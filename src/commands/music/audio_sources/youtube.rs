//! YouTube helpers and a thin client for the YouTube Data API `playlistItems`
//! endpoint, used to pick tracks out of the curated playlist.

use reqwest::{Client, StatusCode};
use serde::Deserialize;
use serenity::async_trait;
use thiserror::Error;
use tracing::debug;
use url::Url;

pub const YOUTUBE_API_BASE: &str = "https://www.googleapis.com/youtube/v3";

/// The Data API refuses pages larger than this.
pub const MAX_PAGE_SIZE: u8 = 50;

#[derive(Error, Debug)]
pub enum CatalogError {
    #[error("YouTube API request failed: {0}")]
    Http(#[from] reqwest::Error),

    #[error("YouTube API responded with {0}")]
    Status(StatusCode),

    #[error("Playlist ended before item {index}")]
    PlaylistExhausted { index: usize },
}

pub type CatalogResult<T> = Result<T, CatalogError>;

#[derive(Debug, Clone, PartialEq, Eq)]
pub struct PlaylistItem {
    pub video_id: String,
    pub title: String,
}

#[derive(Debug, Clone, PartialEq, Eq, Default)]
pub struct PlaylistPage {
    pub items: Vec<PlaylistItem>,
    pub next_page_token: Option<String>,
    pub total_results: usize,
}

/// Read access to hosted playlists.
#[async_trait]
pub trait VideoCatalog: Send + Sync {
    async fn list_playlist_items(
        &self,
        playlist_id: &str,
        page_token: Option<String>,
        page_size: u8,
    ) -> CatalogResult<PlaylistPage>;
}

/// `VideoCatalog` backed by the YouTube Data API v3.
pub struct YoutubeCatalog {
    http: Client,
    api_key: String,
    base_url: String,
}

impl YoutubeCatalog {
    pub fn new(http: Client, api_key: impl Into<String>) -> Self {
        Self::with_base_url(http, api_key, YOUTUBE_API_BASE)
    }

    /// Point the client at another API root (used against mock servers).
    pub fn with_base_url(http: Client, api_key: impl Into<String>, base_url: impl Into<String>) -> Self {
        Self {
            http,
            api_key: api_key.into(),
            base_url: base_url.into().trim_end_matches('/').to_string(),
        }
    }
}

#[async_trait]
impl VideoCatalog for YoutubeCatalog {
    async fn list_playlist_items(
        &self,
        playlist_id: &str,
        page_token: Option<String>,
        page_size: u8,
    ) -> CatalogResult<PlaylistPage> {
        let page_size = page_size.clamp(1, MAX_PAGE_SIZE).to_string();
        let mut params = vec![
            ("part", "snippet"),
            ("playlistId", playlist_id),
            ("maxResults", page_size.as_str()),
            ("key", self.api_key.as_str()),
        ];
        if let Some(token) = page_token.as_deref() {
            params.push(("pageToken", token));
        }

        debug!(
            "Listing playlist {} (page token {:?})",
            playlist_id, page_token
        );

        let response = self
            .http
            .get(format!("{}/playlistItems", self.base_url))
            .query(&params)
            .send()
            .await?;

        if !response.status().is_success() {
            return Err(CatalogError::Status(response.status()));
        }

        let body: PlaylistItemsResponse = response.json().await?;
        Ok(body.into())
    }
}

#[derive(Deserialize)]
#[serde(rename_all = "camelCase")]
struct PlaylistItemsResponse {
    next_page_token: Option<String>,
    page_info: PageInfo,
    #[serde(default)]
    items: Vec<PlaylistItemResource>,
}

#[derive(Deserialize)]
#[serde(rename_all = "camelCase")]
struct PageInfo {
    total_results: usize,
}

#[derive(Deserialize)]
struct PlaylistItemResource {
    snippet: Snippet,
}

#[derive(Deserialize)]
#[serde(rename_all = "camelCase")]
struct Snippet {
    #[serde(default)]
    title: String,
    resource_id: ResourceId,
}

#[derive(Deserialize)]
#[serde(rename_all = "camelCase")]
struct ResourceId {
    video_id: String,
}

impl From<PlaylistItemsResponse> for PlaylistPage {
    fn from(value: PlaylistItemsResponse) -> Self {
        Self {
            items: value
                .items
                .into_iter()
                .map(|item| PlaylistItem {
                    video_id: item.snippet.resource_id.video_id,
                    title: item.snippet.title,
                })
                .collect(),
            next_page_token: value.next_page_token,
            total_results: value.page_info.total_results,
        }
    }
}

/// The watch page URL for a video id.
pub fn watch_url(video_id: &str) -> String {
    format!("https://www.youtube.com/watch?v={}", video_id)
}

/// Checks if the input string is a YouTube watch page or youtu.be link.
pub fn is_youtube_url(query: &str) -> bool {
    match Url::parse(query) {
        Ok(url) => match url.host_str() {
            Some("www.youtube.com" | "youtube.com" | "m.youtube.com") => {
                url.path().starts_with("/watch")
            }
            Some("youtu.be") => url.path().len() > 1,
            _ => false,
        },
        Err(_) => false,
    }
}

...

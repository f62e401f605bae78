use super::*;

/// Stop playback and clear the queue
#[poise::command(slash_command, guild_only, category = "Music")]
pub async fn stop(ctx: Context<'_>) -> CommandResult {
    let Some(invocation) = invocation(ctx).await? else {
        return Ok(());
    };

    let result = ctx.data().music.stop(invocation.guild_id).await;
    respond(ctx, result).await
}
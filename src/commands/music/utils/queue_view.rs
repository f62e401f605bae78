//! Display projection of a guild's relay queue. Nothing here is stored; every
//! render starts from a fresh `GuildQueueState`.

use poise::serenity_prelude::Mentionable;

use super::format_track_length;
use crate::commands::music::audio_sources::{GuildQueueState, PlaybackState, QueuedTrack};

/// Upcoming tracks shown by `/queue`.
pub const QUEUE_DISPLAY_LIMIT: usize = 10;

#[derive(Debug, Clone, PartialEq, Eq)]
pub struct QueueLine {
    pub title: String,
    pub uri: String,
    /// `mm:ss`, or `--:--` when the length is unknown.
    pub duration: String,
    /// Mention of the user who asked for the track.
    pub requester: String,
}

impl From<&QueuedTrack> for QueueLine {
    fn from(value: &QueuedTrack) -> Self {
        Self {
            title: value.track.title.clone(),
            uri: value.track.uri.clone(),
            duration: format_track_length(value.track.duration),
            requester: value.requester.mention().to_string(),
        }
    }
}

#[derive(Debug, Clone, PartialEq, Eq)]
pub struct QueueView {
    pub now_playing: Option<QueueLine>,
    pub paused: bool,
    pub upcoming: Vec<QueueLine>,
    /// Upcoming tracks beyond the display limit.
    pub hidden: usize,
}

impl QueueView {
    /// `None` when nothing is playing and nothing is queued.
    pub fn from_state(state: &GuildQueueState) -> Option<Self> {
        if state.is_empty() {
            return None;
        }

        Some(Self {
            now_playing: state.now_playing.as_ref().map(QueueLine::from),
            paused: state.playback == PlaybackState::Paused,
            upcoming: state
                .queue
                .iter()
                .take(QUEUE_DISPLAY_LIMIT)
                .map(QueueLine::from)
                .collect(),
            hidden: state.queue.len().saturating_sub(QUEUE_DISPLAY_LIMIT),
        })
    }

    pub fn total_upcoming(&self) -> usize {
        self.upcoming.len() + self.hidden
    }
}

--

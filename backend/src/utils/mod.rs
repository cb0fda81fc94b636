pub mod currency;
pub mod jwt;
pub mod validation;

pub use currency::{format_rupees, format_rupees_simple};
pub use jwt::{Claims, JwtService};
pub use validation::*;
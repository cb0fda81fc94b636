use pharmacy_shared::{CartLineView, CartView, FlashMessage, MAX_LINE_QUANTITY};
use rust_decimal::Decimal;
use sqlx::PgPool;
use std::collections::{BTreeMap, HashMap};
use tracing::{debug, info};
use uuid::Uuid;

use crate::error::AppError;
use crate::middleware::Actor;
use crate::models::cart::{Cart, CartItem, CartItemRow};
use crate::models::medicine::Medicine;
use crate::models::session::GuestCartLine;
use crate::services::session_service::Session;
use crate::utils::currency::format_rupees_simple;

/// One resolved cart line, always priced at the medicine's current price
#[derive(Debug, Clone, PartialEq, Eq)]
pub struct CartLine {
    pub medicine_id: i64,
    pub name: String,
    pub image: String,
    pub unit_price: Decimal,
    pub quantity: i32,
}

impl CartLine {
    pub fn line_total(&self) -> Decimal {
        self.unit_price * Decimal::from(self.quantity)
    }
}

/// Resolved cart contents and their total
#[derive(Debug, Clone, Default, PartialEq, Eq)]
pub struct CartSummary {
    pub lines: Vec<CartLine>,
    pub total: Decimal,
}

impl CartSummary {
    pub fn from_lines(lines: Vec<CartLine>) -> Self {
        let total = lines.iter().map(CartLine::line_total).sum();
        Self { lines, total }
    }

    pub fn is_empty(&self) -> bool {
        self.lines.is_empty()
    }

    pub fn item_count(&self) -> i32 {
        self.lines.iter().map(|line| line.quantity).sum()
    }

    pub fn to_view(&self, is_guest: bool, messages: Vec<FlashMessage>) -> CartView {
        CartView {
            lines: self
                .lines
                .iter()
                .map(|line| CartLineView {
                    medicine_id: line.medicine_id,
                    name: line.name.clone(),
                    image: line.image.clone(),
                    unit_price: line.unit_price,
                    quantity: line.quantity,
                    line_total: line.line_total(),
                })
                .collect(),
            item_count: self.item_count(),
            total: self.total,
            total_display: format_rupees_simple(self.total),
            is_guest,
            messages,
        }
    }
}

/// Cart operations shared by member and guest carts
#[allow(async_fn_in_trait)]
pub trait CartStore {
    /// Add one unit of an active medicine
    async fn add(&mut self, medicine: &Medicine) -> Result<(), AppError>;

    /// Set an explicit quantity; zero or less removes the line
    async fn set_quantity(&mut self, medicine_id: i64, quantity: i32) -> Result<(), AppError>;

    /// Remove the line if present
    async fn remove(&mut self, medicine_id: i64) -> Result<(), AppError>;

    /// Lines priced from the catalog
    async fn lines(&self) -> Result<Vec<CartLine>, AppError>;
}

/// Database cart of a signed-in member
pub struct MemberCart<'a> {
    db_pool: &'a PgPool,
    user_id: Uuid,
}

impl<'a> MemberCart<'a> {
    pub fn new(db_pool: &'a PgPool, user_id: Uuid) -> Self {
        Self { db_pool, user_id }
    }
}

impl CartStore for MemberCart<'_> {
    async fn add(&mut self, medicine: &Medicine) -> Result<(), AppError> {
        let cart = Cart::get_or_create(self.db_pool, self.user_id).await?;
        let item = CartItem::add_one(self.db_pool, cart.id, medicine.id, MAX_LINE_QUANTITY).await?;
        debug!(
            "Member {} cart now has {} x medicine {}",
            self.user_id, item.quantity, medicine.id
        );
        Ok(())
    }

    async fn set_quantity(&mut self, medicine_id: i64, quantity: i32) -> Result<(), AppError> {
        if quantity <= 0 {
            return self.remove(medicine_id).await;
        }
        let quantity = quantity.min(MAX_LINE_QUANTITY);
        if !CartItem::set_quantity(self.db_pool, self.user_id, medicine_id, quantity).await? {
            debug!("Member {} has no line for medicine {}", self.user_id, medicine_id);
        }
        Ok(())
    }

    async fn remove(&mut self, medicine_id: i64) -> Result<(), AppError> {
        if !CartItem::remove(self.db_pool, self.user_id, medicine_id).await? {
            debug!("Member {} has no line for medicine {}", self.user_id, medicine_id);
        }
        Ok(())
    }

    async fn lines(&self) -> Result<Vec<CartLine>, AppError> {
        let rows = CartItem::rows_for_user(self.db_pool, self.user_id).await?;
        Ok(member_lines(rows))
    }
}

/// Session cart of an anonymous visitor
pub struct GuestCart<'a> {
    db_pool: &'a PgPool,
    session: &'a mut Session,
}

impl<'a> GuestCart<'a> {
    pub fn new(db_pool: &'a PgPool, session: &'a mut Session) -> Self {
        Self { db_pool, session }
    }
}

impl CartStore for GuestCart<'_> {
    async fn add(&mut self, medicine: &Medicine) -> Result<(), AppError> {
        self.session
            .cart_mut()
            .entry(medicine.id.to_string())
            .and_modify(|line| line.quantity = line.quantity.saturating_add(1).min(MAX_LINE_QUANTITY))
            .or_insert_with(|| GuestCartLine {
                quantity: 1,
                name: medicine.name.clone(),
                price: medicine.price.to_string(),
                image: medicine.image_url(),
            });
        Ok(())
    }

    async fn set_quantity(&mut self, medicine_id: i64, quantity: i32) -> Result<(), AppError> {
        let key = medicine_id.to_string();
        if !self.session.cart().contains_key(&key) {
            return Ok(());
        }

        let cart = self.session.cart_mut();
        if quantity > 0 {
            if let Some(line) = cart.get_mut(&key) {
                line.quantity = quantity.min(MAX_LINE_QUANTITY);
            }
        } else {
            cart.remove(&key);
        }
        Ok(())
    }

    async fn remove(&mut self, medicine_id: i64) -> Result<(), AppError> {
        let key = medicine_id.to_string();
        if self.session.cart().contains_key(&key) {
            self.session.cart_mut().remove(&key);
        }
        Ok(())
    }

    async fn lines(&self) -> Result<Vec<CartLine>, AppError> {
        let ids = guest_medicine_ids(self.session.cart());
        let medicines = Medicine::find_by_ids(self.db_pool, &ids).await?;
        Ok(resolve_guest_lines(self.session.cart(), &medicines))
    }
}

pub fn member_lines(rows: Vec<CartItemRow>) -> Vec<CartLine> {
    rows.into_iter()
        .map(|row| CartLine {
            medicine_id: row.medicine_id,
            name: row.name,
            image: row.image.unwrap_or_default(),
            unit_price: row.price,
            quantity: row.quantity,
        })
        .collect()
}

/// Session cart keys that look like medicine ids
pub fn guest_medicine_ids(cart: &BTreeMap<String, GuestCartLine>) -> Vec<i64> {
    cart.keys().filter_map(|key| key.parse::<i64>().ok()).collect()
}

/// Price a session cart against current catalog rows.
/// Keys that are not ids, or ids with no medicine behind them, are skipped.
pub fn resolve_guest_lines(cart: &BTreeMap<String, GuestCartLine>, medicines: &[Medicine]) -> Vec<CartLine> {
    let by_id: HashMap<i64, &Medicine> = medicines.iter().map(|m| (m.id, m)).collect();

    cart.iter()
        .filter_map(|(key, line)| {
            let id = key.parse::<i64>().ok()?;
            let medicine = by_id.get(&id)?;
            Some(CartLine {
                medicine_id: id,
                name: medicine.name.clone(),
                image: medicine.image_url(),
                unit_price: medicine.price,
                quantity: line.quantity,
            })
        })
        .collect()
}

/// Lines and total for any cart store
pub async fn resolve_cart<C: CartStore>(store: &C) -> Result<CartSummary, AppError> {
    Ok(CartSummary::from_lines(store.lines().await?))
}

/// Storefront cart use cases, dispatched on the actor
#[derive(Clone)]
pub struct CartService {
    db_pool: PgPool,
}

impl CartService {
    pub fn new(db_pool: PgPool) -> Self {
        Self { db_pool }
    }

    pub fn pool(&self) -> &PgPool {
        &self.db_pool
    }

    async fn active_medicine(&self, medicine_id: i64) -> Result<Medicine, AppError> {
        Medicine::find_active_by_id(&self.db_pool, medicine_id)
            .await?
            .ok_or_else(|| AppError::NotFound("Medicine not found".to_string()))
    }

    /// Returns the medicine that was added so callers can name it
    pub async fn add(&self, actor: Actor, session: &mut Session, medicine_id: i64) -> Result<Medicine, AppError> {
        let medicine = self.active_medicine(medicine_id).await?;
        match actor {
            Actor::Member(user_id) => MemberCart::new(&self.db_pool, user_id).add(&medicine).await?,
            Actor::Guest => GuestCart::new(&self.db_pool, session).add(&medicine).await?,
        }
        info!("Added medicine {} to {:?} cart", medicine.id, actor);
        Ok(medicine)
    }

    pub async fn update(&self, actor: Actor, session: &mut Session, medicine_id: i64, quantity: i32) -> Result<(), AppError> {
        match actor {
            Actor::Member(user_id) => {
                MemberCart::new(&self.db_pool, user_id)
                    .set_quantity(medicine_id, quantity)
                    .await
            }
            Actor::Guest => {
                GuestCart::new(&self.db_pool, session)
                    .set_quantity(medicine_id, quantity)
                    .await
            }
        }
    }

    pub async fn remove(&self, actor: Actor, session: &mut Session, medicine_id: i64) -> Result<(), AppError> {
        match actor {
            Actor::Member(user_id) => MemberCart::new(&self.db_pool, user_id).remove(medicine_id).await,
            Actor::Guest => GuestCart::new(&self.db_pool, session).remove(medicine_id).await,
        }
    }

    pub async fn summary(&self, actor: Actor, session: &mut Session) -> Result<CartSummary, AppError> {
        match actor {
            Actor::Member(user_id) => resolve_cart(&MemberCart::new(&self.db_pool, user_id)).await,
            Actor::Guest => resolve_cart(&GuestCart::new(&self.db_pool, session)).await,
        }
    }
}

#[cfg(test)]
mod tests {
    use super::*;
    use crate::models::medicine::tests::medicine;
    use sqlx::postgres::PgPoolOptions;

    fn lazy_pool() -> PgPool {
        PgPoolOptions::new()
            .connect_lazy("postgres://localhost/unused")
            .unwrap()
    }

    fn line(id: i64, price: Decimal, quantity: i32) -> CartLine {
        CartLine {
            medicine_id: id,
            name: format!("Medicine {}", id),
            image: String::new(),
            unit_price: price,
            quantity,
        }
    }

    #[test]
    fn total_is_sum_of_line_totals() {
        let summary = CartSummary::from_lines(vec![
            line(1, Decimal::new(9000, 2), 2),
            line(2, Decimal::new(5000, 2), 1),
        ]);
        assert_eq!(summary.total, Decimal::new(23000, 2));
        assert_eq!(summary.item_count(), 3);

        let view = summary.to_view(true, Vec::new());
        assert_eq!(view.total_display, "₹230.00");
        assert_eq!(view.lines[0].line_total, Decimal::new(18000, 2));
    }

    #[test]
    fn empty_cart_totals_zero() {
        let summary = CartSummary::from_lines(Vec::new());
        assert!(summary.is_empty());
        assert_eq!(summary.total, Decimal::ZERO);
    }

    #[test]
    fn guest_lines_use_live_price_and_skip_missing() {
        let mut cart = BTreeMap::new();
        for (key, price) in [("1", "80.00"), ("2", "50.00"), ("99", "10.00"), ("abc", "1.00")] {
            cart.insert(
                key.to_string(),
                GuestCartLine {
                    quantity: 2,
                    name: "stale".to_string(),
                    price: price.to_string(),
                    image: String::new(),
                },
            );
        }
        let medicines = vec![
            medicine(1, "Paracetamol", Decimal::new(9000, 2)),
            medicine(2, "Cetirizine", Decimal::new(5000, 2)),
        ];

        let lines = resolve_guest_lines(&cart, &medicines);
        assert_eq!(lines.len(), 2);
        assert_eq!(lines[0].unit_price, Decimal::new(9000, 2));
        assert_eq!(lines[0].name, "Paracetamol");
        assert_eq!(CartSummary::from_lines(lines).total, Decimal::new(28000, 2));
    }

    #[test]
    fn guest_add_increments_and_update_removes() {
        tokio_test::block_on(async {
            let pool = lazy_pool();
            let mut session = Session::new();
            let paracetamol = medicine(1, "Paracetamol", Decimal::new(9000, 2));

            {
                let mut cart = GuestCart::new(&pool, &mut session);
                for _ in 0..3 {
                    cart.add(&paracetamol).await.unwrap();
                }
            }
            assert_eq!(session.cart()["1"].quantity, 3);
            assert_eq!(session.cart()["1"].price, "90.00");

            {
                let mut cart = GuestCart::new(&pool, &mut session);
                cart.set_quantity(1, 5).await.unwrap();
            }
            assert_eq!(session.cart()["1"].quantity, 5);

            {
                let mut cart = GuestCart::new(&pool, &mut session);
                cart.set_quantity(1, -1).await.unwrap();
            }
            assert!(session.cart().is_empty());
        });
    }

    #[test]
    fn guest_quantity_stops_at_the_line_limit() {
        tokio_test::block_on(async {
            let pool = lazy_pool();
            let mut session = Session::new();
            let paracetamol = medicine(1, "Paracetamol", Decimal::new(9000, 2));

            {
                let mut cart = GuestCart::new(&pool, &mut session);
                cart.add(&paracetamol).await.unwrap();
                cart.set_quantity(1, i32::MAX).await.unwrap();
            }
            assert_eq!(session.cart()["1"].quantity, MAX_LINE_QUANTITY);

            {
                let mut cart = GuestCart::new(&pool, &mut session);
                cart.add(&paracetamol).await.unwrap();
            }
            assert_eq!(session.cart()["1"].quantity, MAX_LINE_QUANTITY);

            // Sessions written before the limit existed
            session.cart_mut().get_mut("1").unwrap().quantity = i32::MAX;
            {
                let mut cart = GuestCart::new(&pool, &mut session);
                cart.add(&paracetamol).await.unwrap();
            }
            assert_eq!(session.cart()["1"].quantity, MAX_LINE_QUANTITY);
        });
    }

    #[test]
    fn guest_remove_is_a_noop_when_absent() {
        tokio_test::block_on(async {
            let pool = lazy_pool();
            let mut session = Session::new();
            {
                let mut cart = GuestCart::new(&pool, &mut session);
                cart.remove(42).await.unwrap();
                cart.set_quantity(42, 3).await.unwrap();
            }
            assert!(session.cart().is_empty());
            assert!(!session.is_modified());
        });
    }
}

§ **What you have to do**: Copy each line in the entries above where the word "before" shows up.

§ **Response**:
    #[error("Playlist ended before item {index}")]
            // Sessions written before the limit existed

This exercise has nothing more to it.